_Goal of the exercise_: Transcribe only the lines of the listing below from the one holding "name.push_str(STAGING_SUFFIX);" through the one holding "let (platform, library_file_name)", inclusive, without any change.

_Input for this task_:
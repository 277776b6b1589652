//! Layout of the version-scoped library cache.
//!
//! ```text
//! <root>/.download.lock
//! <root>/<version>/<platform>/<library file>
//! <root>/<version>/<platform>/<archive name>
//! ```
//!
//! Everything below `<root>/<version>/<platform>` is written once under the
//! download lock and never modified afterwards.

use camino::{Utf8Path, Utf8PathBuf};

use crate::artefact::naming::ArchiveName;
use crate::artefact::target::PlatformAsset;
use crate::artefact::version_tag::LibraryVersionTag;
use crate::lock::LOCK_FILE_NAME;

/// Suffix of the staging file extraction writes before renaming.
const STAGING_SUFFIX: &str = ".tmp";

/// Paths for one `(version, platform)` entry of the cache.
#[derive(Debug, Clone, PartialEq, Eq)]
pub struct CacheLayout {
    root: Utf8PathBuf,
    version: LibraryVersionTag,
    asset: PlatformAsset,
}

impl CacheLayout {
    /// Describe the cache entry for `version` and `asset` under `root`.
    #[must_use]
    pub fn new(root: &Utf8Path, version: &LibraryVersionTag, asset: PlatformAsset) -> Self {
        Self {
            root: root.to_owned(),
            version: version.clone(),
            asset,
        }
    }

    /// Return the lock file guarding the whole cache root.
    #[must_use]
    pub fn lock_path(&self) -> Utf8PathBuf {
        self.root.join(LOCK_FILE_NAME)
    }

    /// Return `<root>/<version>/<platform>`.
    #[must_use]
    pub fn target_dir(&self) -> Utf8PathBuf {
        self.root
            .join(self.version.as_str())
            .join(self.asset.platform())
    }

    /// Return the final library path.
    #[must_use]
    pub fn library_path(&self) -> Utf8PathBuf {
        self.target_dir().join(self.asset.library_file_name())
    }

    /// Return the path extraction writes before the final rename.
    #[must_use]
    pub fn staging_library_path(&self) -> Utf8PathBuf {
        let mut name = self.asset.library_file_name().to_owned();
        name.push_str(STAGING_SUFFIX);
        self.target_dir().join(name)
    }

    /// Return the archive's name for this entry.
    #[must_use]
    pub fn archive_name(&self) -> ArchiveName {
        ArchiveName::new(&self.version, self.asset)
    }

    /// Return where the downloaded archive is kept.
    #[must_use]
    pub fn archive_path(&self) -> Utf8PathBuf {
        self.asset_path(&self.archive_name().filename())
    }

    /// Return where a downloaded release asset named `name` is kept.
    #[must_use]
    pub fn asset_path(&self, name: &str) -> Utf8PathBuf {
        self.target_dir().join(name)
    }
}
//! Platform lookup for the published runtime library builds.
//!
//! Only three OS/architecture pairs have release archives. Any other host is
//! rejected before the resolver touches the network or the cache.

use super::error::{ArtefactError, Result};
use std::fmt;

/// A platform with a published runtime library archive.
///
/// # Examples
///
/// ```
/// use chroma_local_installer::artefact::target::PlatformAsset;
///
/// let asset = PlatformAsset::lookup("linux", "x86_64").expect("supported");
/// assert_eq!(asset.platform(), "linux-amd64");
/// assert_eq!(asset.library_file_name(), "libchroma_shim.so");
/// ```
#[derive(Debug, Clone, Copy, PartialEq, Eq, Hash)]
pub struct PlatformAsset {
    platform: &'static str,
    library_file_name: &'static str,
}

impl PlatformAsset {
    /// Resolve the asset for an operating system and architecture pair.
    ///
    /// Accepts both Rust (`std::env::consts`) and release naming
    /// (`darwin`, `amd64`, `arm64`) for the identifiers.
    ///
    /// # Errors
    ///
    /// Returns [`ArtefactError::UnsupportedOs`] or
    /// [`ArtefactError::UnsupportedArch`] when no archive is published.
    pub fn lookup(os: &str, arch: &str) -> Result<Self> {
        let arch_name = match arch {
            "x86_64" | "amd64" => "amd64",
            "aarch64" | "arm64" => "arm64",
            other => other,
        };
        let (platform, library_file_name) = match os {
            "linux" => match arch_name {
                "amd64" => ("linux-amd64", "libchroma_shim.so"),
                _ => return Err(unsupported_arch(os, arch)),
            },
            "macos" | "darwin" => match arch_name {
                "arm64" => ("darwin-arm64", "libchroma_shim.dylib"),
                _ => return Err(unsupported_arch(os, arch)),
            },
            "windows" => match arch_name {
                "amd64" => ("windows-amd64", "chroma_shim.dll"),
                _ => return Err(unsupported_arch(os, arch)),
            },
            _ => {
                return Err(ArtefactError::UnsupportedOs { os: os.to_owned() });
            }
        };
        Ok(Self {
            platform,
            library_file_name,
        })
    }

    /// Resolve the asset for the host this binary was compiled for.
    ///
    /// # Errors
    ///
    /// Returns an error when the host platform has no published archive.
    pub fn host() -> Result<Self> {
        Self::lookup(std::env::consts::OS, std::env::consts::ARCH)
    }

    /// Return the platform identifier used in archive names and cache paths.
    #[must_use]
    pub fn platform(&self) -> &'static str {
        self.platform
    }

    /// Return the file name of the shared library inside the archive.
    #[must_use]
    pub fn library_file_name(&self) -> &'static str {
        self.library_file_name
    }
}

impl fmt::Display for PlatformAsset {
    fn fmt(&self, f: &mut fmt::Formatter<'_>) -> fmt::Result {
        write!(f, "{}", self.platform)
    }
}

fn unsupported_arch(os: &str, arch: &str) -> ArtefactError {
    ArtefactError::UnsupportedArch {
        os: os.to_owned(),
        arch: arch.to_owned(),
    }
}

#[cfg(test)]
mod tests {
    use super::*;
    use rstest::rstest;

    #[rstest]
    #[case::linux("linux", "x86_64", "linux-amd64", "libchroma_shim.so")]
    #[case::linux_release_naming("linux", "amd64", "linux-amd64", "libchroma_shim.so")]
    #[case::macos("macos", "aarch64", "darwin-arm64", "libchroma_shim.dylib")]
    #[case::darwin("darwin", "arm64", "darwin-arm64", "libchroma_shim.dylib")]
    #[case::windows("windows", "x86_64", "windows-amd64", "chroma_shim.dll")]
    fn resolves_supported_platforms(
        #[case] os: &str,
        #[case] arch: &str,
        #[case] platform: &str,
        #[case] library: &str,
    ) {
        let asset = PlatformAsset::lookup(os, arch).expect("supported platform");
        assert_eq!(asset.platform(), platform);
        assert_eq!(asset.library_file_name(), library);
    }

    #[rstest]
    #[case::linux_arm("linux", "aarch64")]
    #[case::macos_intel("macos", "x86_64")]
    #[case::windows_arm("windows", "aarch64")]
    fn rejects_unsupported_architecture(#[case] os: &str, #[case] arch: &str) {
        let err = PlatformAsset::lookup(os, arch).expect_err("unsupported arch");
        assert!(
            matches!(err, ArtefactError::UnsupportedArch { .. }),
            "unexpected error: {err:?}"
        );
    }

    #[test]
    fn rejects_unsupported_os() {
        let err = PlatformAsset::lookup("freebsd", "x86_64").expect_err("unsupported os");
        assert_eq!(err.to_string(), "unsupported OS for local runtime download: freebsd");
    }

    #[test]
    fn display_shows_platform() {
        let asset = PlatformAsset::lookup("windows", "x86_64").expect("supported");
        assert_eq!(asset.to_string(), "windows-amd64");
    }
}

...

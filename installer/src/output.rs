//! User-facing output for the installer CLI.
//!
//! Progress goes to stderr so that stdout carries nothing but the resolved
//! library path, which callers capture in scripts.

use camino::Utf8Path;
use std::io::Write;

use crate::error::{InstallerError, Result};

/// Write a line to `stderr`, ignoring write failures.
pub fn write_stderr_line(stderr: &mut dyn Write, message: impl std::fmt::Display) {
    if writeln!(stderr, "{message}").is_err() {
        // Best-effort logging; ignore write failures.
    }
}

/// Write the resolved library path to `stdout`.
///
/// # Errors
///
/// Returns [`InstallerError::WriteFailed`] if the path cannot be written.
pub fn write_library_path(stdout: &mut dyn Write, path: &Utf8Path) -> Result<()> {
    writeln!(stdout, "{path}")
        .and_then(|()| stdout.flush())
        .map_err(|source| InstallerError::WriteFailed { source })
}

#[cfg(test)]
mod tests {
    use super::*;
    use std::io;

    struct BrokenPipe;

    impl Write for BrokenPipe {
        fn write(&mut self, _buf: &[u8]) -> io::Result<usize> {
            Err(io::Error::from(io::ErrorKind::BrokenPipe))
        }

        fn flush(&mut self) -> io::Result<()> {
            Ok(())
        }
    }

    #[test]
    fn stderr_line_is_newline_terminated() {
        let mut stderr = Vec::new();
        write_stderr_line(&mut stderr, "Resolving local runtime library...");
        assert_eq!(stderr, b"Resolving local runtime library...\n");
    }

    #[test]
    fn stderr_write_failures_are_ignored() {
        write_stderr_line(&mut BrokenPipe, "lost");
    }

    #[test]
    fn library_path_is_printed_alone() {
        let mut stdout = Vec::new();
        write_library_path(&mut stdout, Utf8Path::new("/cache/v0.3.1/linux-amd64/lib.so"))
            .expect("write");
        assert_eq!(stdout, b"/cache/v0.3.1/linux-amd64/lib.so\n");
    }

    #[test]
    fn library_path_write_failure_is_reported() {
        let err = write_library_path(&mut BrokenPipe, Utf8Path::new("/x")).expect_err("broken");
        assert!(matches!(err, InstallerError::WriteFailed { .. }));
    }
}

_Written answer_:
        name.push_str(STAGING_SUFFIX);
        self.target_dir().join(name)
    }

    /// Return the archive's name for this entry.
    #[must_use]
    pub fn archive_name(&self) -> ArchiveName {
        ArchiveName::new(&self.version, self.asset)
    }

    /// Return where the downloaded archive is kept.
    #[must_use]
    pub fn archive_path(&self) -> Utf8PathBuf {
        self.asset_path(&self.archive_name().filename())
    }

    /// Return where a downloaded release asset named `name` is kept.
    #[must_use]
    pub fn asset_path(&self, name: &str) -> Utf8PathBuf {
        self.target_dir().join(name)
    }
}
//! Platform lookup for the published runtime library builds.
//!
//! Only three OS/architecture pairs have release archives. Any other host is
//! rejected before the resolver touches the network or the cache.

use super::error::{ArtefactError, Result};
use std::fmt;

/// A platform with a published runtime library archive.
///
/// # Examples
///
/// ```
/// use chroma_local_installer::artefact::target::PlatformAsset;
///
/// let asset = PlatformAsset::lookup("linux", "x86_64").expect("supported");
/// assert_eq!(asset.platform(), "linux-amd64");
/// assert_eq!(asset.library_file_name(), "libchroma_shim.so");
/// ```
#[derive(Debug, Clone, Copy, PartialEq, Eq, Hash)]
pub struct PlatformAsset {
    platform: &'static str,
    library_file_name: &'static str,
}

impl PlatformAsset {
    /// Resolve the asset for an operating system and architecture pair.
    ///
    /// Accepts both Rust (`std::env::consts`) and release naming
    /// (`darwin`, `amd64`, `arm64`) for the identifiers.
    ///
    /// # Errors
    ///
    /// Returns [`ArtefactError::UnsupportedOs`] or
    /// [`ArtefactError::UnsupportedArch`] when no archive is published.
    pub fn lookup(os: &str, arch: &str) -> Result<Self> {
        let arch_name = match arch {
            "x86_64" | "amd64" => "amd64",
            "aarch64" | "arm64" => "arm64",
            other => other,
        };
        let (platform, library_file_name) = match os {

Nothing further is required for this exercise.